Sunday, October 2, 2011

Grizzly Peak Hourglass Couloir - 5.13.2009

On May 13th 2009, Josh Nunnamaker, Jean Parks, and I set out to ski Grizzly Peak near Loveland Pass. Grizzly peak is one of the many high points on the long ridge that runs from Mt. Sniktau, to Torreys, to Grays,  and then wraps around Stevens Gulch to Mount Edwards.  Despite its close proximity to Loveland Pass and Grays and Torreys, its north face is not very visible, hiding several awesome lines located there. The north face proper holds several chutes and couliors that thread through the windswept face and its large cliff bands. I got the idea of skiing Grizzly when Ethan Vimont, Mike Mcmahon, Lindsay Records and I saw it from Sniktau a few days earlier.

The route
We began our day at the Loveland Pass summit parking lot and quickly gained the ridge line to the east, this is where we realized just how windy it was going to be all day. Fortunately I brought a face mask, so I was for the most part spared from the torment. We then followed the ridge line south towards Grizzly's northwest shoulder. This ridge line makes for some interesting travel because of its rolling nature. I opted for a combination of skiing, skating, and hiking which worked quite well. The ridge does have some very large overhanging cornices, so it is appropriate to stay far back from the edge on the way. As we passed Cupid and the top of Dave's Wave we got our first view of Grizzly's north face, and the Hourglass Couloir, located a couple hundred yards left(east) of the summit.

The objective, Grays and Torreys visible to the east
The climb from the saddle below Grizzly to its summit was more difficult than I expected because the peak is covered in small loose talus, so each step forward involves at least a half step back. I avoided walking on the  overhanging cornice because I was concerned about its stability. When I reached the top I briefly enjoyed the views, then promptly laid down to wait for Josh and Jean as far out the wind as possible

The backside of Shit for Brains
By the time Jean and Josh arrived we were all ready to get out of the wind and start skiing. Finding the entrance was a little tricky as everything look pretty similar, and we knew there some large cliffs below us.

Looking down the Hourglass
Dropping in I expected the snow to soften up once we were out of the wind, but we never really got out of the wind.

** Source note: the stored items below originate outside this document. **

//! # UI Hooks
//!
//! Custom Dioxus hooks for the Parts Admin UI.
//!
//! This module provides reusable hooks for:
//! - Reaching the application state and the admin service from context
//! - Refreshing records
//! - Submitting forms and confirming deletes
//! - Picking attachment files

// ============================================================================
// Module Declarations
// ============================================================================

pub mod use_admin;

// ============================================================================
// Re-exports
// ============================================================================

pub use use_admin::{
    use_admin_service, use_app_state, use_delete, use_pick_attachment, use_refresh,
    use_submit_connector, use_submit_user,
};
//! In-memory entity store
//!
//! Holds the last known snapshot of users and connectors. Collections are
//! immutable `Arc<[T]>` snapshots: every change builds a new collection and
//! swaps it in, so a reader never sees a half-applied update. All
//! reconcile operations are all-or-nothing; on error the store is untouched.

use std::sync::Arc;

use parts_admin_core::{AdminError, AdminResult, Record};

use crate::connector::Connector;
use crate::user::User;

// ============================================================================
// Collection
// ============================================================================

/// An ordered, immutable snapshot of records of one type
#[derive(Debug, Clone, PartialEq)]
pub struct Collection<T> {
    records: Arc<[T]>,
}

impl<T> Default for Collection<T> {
    fn default() -> Self {
        Self {
            records: Arc::from(Vec::new()),
        }
    }
}

impl<T: Record> Collection<T> {
    /// Build a collection, rejecting duplicate ids
    pub fn new(records: Vec<T>) -> AdminResult<Self> {
        let mut seen = std::collections::HashSet::new();
        for record in &records {
            if let Some(id) = record.id().filter(|id| !seen.insert(*id)) {
                return Err(AdminError::identity(format!(
                    "duplicate {} id {}",
                    T::KIND,
                    id
                )));
            }
        }
        Ok(Self {
            records: Arc::from(records),
        })
    }

    /// Records in backend order
    pub fn records(&self) -> &[T] {
        &self.records
    }

    /// Shared handle to the current snapshot
    pub fn snapshot(&self) -> Arc<[T]> {
        Arc::clone(&self.records)
    }

    pub fn len(&self) -> usize {
        self.records.len()
    }

    pub fn is_empty(&self) -> bool {
        self.records.is_empty()
    }

    /// Look a record up by surrogate id
    pub fn get(&self, id: T::Id) -> Option<&T> {
        self.records.iter().find(|r| r.id() == Some(id))
    }

    fn position(&self, id: T::Id) -> Option<usize> {
        self.records.iter().position(|r| r.id() == Some(id))
    }

    /// Look a record up by its natural key
    pub fn find_by_key(&self, key: &str) -> Option<&T> {
        self.records.iter().find(|r| r.natural_key() == key)
    }

    /// Resolve the surrogate id of the record with `key`
    ///
    /// Fails with an identity error when no record has that key or the
    /// matching record carries no id.
    pub fn resolve(&self, key: &str) -> AdminResult<T::Id> {
        let record = self
            .find_by_key(key)
            .ok_or_else(|| AdminError::identity(format!("no {} '{}'", T::KIND, key)))?;
        record
            .id()
            .ok_or_else(|| AdminError::identity(format!("{} '{}' has no backend id", T::KIND, key)))
    }

    /// New collection with `record` appended
    ///
    /// A record whose id is already stored (a refresh got there first) is
    /// replaced in place with the created version.
    pub fn with_inserted(&self, record: T) -> AdminResult<Self> {
        let mut records = self.records.to_vec();
        match record.id().and_then(|id| self.position(id)) {
            Some(idx) => records[idx] = record,
            None => records.push(record),
        }
        Ok(Self {
            records: Arc::from(records),
        })
    }

    /// New collection with the record `id` replaced in place
    pub fn with_replaced(&self, id: T::Id, record: T) -> AdminResult<Self> {
        if record.id().is_some_and(|other| other != id) {
            return Err(AdminError::identity(format!(
                "replacement for {} {} carries a different id",
                T::KIND,
                id
            )));
        }
        let idx = self
            .position(id)
            .ok_or_else(|| AdminError::identity(format!("{} {} is not stored", T::KIND, id)))?;
        let mut records = self.records.to_vec();
        records[idx] = record;
        Ok(Self {
            records: Arc::from(records),
        })
    }

    /// New collection without the record `id`, order of the rest kept
    pub fn with_removed(&self, id: T::Id) -> AdminResult<Self> {
        let idx = self
            .position(id)
            .ok_or_else(|| AdminError::identity(format!("{} {} is not stored", T::KIND, id)))?;
        let mut records = self.records.to_vec();
        records.remove(idx);
        Ok(Self {
            records: Arc::from(records),
        })
    }
}

// ============================================================================
// Entity Store
// ============================================================================

/// Record types held by the [`EntityStore`]
pub trait Stored: Record {
    fn collection(store: &EntityStore) -> &Collection<Self>;
    fn collection_mut(store: &mut EntityStore) -> &mut Collection<Self>;
}

impl Stored for User {
    fn collection(store: &EntityStore) -> &Collection<Self> {
        &store.users
    }

    fn collection_mut(store: &mut EntityStore) -> &mut Collection<Self> {
        &mut store.users
    }
}

impl Stored for Connector {
    fn collection(store: &EntityStore) -> &Collection<Self> {
        &store.connectors
    }

    fn collection_mut(store: &mut EntityStore) -> &mut Collection<Self> {
        &mut store.connectors
    }
}

/// Last known state of every record type
#[derive(Debug, Clone, Default, PartialEq)]
pub struct EntityStore {
    users: Collection<User>,
    connectors: Collection<Connector>,
    revision: u64,
}

impl EntityStore {
    pub fn new() -> Self {
        Self::default()
    }

    pub fn users(&self) -> &Collection<User> {
        &self.users
    }

    pub fn connectors(&self) -> &Collection<Connector> {
        &self.connectors
    }

    /// Collection for record type `T`
    pub fn collection<T: Stored>(&self) -> &Collection<T> {
        T::collection(self)
    }

    /// Bumped on every successful reconcile
    pub fn revision(&self) -> u64 {
        self.revision
    }

    fn swap<T: Stored>(&mut self, next: Collection<T>) {
        *T::collection_mut(self) = next;
        self.revision += 1;
    }

    /// Replace a whole collection with a freshly fetched list
    pub fn reconcile_list<T: Stored>(&mut self, records: Vec<T>) -> AdminResult<()> {
        let next = Collection::new(records)?;
        self.swap(next);
        Ok(())
    }

    /// Add a record the backend just created
    pub fn reconcile_insert<T: Stored>(&mut self, record: T) -> AdminResult<()> {
        let next = self.collection::<T>().with_inserted(record)?;
        self.swap(next);
        Ok(())
    }

    /// Replace a record with the backend's canonical version
    pub fn reconcile_replace<T: Stored>(&mut self, id: T::Id, record: T) -> AdminResult<()> {
        let next = self.collection::<T>().with_replaced(id, record)?;
        self.swap(next);
        Ok(())
    }

    /// Drop a record the backend just deleted
    pub fn reconcile_remove<T: Stored>(&mut self, id: T::Id) -> AdminResult<()> {
        let next = self.collection::<T>().with_removed(id)?;
        self.swap(next);
        Ok(())
    }

    /// Resolve the surrogate id of the `T` record with natural key `key`
    pub fn resolve<T: Stored>(&self, key: &str) -> AdminResult<T::Id> {
        self.collection::<T>().resolve(key)
    }
}

// ============================================================================
// Tests
// ============================================================================

#[cfg(test)]
mod tests {
    use super::*;
    use parts_admin_core::{ConnectorId, Role, UserId};
    use pretty_assertions::assert_eq;

    fn connector(id: i64, pn: &str) -> Connector {
        Connector::new(pn, "C", "S", "Acme").with_id(id)
    }

    fn keys(store: &EntityStore) -> Vec<String> {
        store
            .connectors()
            .records()
            .iter()
            .map(|c| c.yazaki_pn.clone())
            .collect()
    }

    #[test]
    fn test_reconcile_list_replaces_collection() {
        let mut store = EntityStore::new();
        store
            .reconcile_list(vec![connector(1, "A1"), connector(2, "A2")])
            .unwrap();
        assert_eq!(keys(&store), vec!["A1", "A2"]);
        assert_eq!(store.revision(), 1);
    }

    #[test]
    fn test_duplicate_ids_rejected_without_change() {
        let mut store = EntityStore::new();
        store.reconcile_list(vec![connector(1, "A1")]).unwrap();

        let err = store
            .reconcile_list(vec![connector(2, "B1"), connector(2, "B2")])
            .unwrap_err();
        assert!(err.is_identity());
        assert_eq!(keys(&store), vec!["A1"]);
        assert_eq!(store.revision(), 1);
    }

    #[test]
    fn test_remove_preserves_order() {
        let mut store = EntityStore::new();
        store
            .reconcile_list(vec![connector(1, "A1"), connector(2, "A2"), connector(3, "A3")])
            .unwrap();
        store.reconcile_remove::<Connector>(ConnectorId(2)).unwrap();
        assert_eq!(keys(&store), vec!["A1", "A3"]);
    }

    #[test]
    fn test_replace_in_place() {
        let mut store = EntityStore::new();
        store
            .reconcile_list(vec![connector(1, "A1"), connector(2, "A2")])
            .unwrap();
        let updated = connector(1, "A1").with_price(10.0);
        store
            .reconcile_replace(ConnectorId(1), updated.clone())
            .unwrap();
        assert_eq!(store.connectors().records()[0], updated);
        assert_eq!(store.connectors().len(), 2);
    }

    #[test]
    fn test_missing_id_leaves_store_untouched() {
        let mut store = EntityStore::new();
        store.reconcile_list(vec![connector(1, "A1")]).unwrap();
        let before = store.clone();

        assert!(store.reconcile_remove::<Connector>(ConnectorId(9)).is_err());
        assert!(
            store
                .reconcile_replace(ConnectorId(9), connector(9, "Z"))
                .is_err()
        );
        assert_eq!(store, before);
    }

    #[test]
    fn test_insert_after_refresh_replaces_stored_copy() {
        let mut store = EntityStore::new();
        let created = connector(5, "A5").with_price(1.5);
        store
            .reconcile_list(vec![connector(1, "A1"), created.clone()])
            .unwrap();

        store.reconcile_insert(created.clone()).unwrap();
        assert_eq!(keys(&store), vec!["A1", "A5"]);

        let newer = created.with_price(2.0);
        store.reconcile_insert(newer.clone()).unwrap();
        assert_eq!(store.connectors().len(), 2);
        assert_eq!(store.connectors().records()[1], newer);
    }

    #[test]
    fn test_snapshot_survives_later_writes() {
        let mut store = EntityStore::new();
        store.reconcile_list(vec![connector(1, "A1")]).unwrap();
        let snapshot = store.connectors().snapshot();

        store.reconcile_insert(connector(2, "A2")).unwrap();
        assert_eq!(snapshot.len(), 1);
        assert_eq!(store.connectors().len(), 2);
    }

    #[test]
    fn test_resolve_by_natural_key() {
        let mut store = EntityStore::new();
        let legacy = Connector::new("OLD", "C", "S", "Acme");
        store
            .reconcile_list(vec![connector(5, "A1"), legacy])
            .unwrap();

        assert_eq!(store.resolve::<Connector>("A1").unwrap(), ConnectorId(5));
        assert!(store.resolve::<Connector>("OLD").unwrap_err().is_identity());
        assert!(store.resolve::<Connector>("NOPE").unwrap_err().is_identity());
    }

    #[test]
    fn test_users_collection() {
        let mut store = EntityStore::new();
        let user = User {
            id: UserId(1),
            name: "Jane".to_string(),
            email: "jane@x.io".to_string(),
            role: Role::User,
            created_at: chrono::Utc::now(),
        };
        store.reconcile_insert(user).unwrap();
        assert_eq!(store.resolve::<User>("jane@x.io").unwrap(), UserId(1));
        assert!(store.connectors().is_empty());
    }
}
//! Connectors Page
//!
//! Searchable, supplier-filtered, paginated table of connector parts with
//! add, edit and delete actions. Missing prices and images show "—".

use dioxus::prelude::*;
use parts_admin_model::Connector;

use crate::components::{EmptyRow, Pagination, RowActions, SearchInput, Select, SelectOption, Thumbnail};
use crate::hooks::{use_admin_service, use_app_state};
use crate::state::DeleteTarget;

const COLUMNS: [&str; 7] = [
    "Image",
    "Yazaki PN",
    "Customer PN",
    "Supplier PN",
    "Supplier",
    "Price",
    "Actions",
];

/// One table row, with the image path already resolved to a URL
#[derive(Debug, Clone, PartialEq)]
struct ConnectorRow {
    connector: Connector,
    image_url: Option<String>,
}

/// Connectors page component
#[component]
pub fn ConnectorsPage() -> Element {
    let mut state = use_app_state();
    let service = use_admin_service();

    let s = state.read();
    let page = s.connector_page();
    let suppliers = s.supplier_options();
    let search = s.connector_query.search().to_string();
    let filter = s.connector_query.filter().unwrap_or_default().to_string();
    let total = s.store.connectors().len();
    let loading = s.loading;
    drop(s);

    let supplier_options: Vec<SelectOption> = suppliers
        .into_iter()
        .map(|name| SelectOption::new(name.clone(), name))
        .collect();
    let empty_message = if loading {
        "Loading connectors..."
    } else if total == 0 {
        "No connectors yet"
    } else {
        "No connectors match the current search"
    };
    let summary = page.summary();
    let page_numbers = page.page_numbers();
    let is_empty = page.is_empty();
    let (current, total_pages) = (page.page, page.total_pages);
    let rows: Vec<ConnectorRow> = page
        .records
        .into_iter()
        .map(|connector| ConnectorRow {
            image_url: connector
                .image_path
                .as_deref()
                .and_then(|path| service.gateway().media_url(path)),
            connector,
        })
        .collect();

    rsx! {
        div {
            class: "page space-y-4",

            // Header
            div {
                class: "flex items-center justify-between",
                div {
                    h2 { class: "text-2xl font-bold", "Connectors" }
                    p { class: "text-sm text-slate-400", "{total} total" }
                }
                button {
                    class: "btn btn-primary",
                    onclick: move |_| state.write().open_connector_form(None),
                    "＋ Add Connector"
                }
            }

            // Search and filter
            div {
                class: "list-toolbar",
                SearchInput {
                    value: search,
                    placeholder: "Search by Yazaki, customer or supplier PN...",
                    on_change: move |v: String| state.write().connector_query.set_search(v),
                }
                Select {
                    value: filter,
                    options: supplier_options,
                    placeholder: "All suppliers",
                    on_change: move |v: String| state.write().connector_query.set_filter(Some(v)),
                }
            }

            // Table
            div {
                class: "table-card",
                table {
                    class: "data-table",
                    thead {
                        tr {
                            for column in COLUMNS {
                                th { key: "{column}", "{column}" }
                            }
                        }
                    }
                    tbody {
                        if is_empty {
                            EmptyRow { colspan: COLUMNS.len(), message: empty_message.to_string() }
                        }
                        for row in rows {
                            tr {
                                key: "{row.connector.yazaki_pn}",
                                td {
                                    Thumbnail {
                                        url: row.image_url.clone(),
                                        alt: row.connector.yazaki_pn.clone(),
                                    }
                                }
                                td {
                                    class: "font-medium",
                                    "{row.connector.yazaki_pn}"
                                    if let Some(name) = row.connector.name.as_deref() {
                                        p { class: "text-xs text-slate-400", "{name}" }
                                    }
                                }
                                td { "{row.connector.customer_pn}" }
                                td { "{row.connector.supplier_pn}" }
                                td { "{row.connector.supplier_name}" }
                                td { {row.connector.price_label()} }
                                td {
                                    RowActions {
                                        on_edit: {
                                            let connector = row.connector.clone();
                                            move |_| state.write().open_connector_form(Some(&connector))
                                        },
                                        on_delete: {
                                            let connector = row.connector.clone();
                                            move |_| state.write().confirm_delete(DeleteTarget::Connector(connector.clone()))
                                        },
                                    }
                                }
                            }
                        }
                    }
                }
            }

            Pagination {
                page: current,
                total_pages: total_pages,
                page_numbers: page_numbers,
                summary: summary,
                on_change: move |p: usize| state.write().connector_query.set_page(p),
            }
        }
    }
}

Despite the consistent winds, the snow was generally smooth, fun wind buff. The first couple dozen steep exposed turns were really fun as we were funneled into the Hourglass.

Josh drops in
Josh makes some exposed turns

Josh through the crux
The line stayed steep (mid 40s) through the constriction and opened up into a fast and open apron.

Josh enjoys the apron
Looking back up at the line
After enjoying our line and the apron we found an enormous boulder that offered some protection from the wind, took a break to eat a snack, reviewed our line and checked out several future lines. In particular I'm really excited about a dogleg couloir located farther east along the ridge past the summit of Grizzly that offers a challenge entrance, exposed turns, and a tight choke.

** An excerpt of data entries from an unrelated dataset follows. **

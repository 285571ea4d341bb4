//! Users Page
//!
//! Searchable, role-filtered, paginated table of users with add, edit and
//! delete actions.

use dioxus::prelude::*;
use parts_admin_core::Role;

use crate::components::cells::format_date;
use crate::components::{
    EmptyRow, Pagination, RoleBadge, RowActions, SearchInput, Select, SelectOption,
};
use crate::hooks::use_app_state;
use crate::state::DeleteTarget;

const COLUMNS: [&str; 6] = ["ID", "Name", "Email", "Role", "Created", "Actions"];

/// Users page component
#[component]
pub fn UsersPage() -> Element {
    let mut state = use_app_state();

    let s = state.read();
    let page = s.user_page();
    let search = s.user_query.search().to_string();
    let filter = s.user_query.filter().unwrap_or_default().to_string();
    let total = s.store.users().len();
    let loading = s.loading;
    drop(s);

    let role_options: Vec<SelectOption> = Role::ALL
        .iter()
        .map(|r| SelectOption::new(r.as_str(), r.display_name()))
        .collect();
    let empty_message = if loading {
        "Loading users..."
    } else if total == 0 {
        "No users yet"
    } else {
        "No users match the current search"
    };
    let summary = page.summary();
    let page_numbers = page.page_numbers();
    let is_empty = page.is_empty();
    let (current, total_pages) = (page.page, page.total_pages);
    let records = page.records;

    rsx! {
        div {
            class: "page space-y-4",

            // Header
            div {
                class: "flex items-center justify-between",
                div {
                    h2 { class: "text-2xl font-bold", "Users" }
                    p { class: "text-sm text-slate-400", "{total} total" }
                }
                button {
                    class: "btn btn-primary",
                    onclick: move |_| state.write().open_user_form(None),
                    "＋ Add User"
                }
            }

            // Search and filter
            div {
                class: "list-toolbar",
                SearchInput {
                    value: search,
                    placeholder: "Search by name or email...",
                    on_change: move |v: String| state.write().user_query.set_search(v),
                }
                Select {
                    value: filter,
                    options: role_options,
                    placeholder: "All roles",
                    on_change: move |v: String| state.write().user_query.set_filter(Some(v)),
                }
            }

            // Table
            div {
                class: "table-card",
                table {
                    class: "data-table",
                    thead {
                        tr {
                            for column in COLUMNS {
                                th { key: "{column}", "{column}" }
                            }
                        }
                    }
                    tbody {
                        if is_empty {
                            EmptyRow { colspan: COLUMNS.len(), message: empty_message.to_string() }
                        }
                        for user in records {
                            tr {
                                key: "{user.id}",
                                td { "{user.id}" }
                                td { class: "font-medium", "{user.name}" }
                                td { "{user.email}" }
                                td { RoleBadge { role: user.role } }
                                td { {format_date(&user.created_at)} }
                                td {
                                    RowActions {
                                        on_edit: {
                                            let user = user.clone();
                                            move |_| state.write().open_user_form(Some(&user))
                                        },
                                        on_delete: {
                                            let user = user.clone();
                                            move |_| state.write().confirm_delete(DeleteTarget::User(user.clone()))
                                        },
                                    }
                                }
                            }
                        }
                    }
                }
            }

            Pagination {
                page: current,
                total_pages: total_pages,
                page_numbers: page_numbers,
                summary: summary,
                on_change: move |p: usize| state.write().user_query.set_page(p),
            }
        }
    }
}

An interesting line on Grizzly and Torreys' Tuning Forks
Spring 2012??
After finishing our lunch we prepared the skin back out of Grizzly Gulch towards our planned Loveland Pass reentry point at Dave's Wave. This is when we learned that Josh had opted against bringing skins or snowshoes along. I felt so bad for him having to bootpack back out through a foot of heavy spring concrete that I even volunteered to carry his skis for him. About half way out we passed under face below. For Loveland skiers it's basically the equivalent of Wild Child stacked on top of Super Bowl (ie 1500 vertical feet of fast open turns, with a big cornice and a couple LARGE cliffs). I would love nothing more to ski this on a stable spring pow day.

A face I would LOVE to ski
Jean ponders a split board, Grizzly behind
When exiting Grizzly Gulch to Loveland Pass there are 2 saddles that you can take, it is important to take the northern saddle, which has a completely safe exit point free of a cornice, as opposed to the southern saddle which is guarded by a huge overhanging cornice. We reached the top of Dave's Wave rather late in the afternoon, but fortunately the roaring winds had kept the snow surface just firm enough to ski some great corn all the way down to upper Abasin parking lot.

Me harvesting corn in Dave's Wave
I would highly suggest this adventure to someone looking for a relatively easy day near Loveland pass. The Hourglass Couloir has awesome relatively steep and exposed skiing, and Dave's Wave provides an easy exit with another 2000 vert of turns. Because Dave's Wave faces west it also gets soft a bit later, just in time for some early afternoon corn turns. However, because of the amount of time spent on already windy ridge lines, I would recomend against doing this on a windy day. Plus, I am always a fan of a good car assist: parking at the top of Loveland Pass and hitchhiking back up at the end of the day gains you an extra 1000 vertical feet of skiing.